Maintaining a Proper Filter on Your Equipment

Maintaining a proper filter on your equipment is crucial to ensuring its optimal performance. Without a filter, your equipment can become clogged, which may lead to decreased efficiency or even equipment failure. That’s why many machines, like the phx42, are equipped with a filter detection system to inform you if you are attempting to operate without a filter. In this blog post, we’ll discuss how to calibrate your filter detection value and respond to failed calibrations.

Calibrating Your Filter Detection Value

To calibrate your filter detection value, run a self-check through the phxApp and follow the prompts using a .22-micron filter (LDAR#4236). This will set your filter detection value to the proper pressure level. You should recalibrate your filter detection value under the following conditions:

  • If you see the error: “Feels like you just removed my filter. Please give me a fresh filter so we can get back to work.”
  • If you notice the pump does not turn off when replacing the filter throughout the day.
  • At a minimum, once per month if you routinely use Cal5.0 for daily calibrations.

Responding to a Failed Filter Calibration

If you are unable to calibrate your filter, do a probe integrity inspection. This inspection will ensure that your probe is working correctly and that there are no issues with your equipment that may be causing the failed calibration. To do a probe integrity inspection, follow these steps:

  1. Connect the probe to the SpanBox calibration harness and ignite the phx42.
  2. Apply zero gas.
  3. Use one freshly opened alcohol-based lens-cleaning wipe per probe.
  4. Run the wipe along the length of the probe hose and at the probe joints while watching the device connected to the phx42.
  5. If there is a leak, it will be drawn through the breach, into the phx42 and will register a PPM reading within seconds.
  6. If you detect a PPM deflection of >2PPM, report an issue.

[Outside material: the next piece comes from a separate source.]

pub mod quote;
pub mod swap;

pub use quote::QuoteClient;
pub use swap::SwapBuildClient;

Since a probe integrity inspection is required to identify small leaks missed during the probe block step of the self-check, it’s best practice to conduct a probe integrity inspection every week and/or anytime you have a drift failure. This test should be performed with the filter and probe tip in place.

It’s important to note that the length of time the phx42 will take to register a deflection will correspond to the response time of the machine. If inspecting an extension probe, you must slow down to accommodate the extended response time (minimum of 1 second per foot of probe tubing +5 seconds).


Calibrating your filter detection value and conducting routine probe integrity inspections are simple and effective ways to ensure that your equipment is running at its best. By following these steps, you can be sure that your filter detection system is set to the correct pressure level, and you can respond quickly if there are any issues with your equipment. Properly maintaining your equipment is essential to ensuring its optimal performance and lifespan, so be sure to keep up with routine maintenance and calibrations.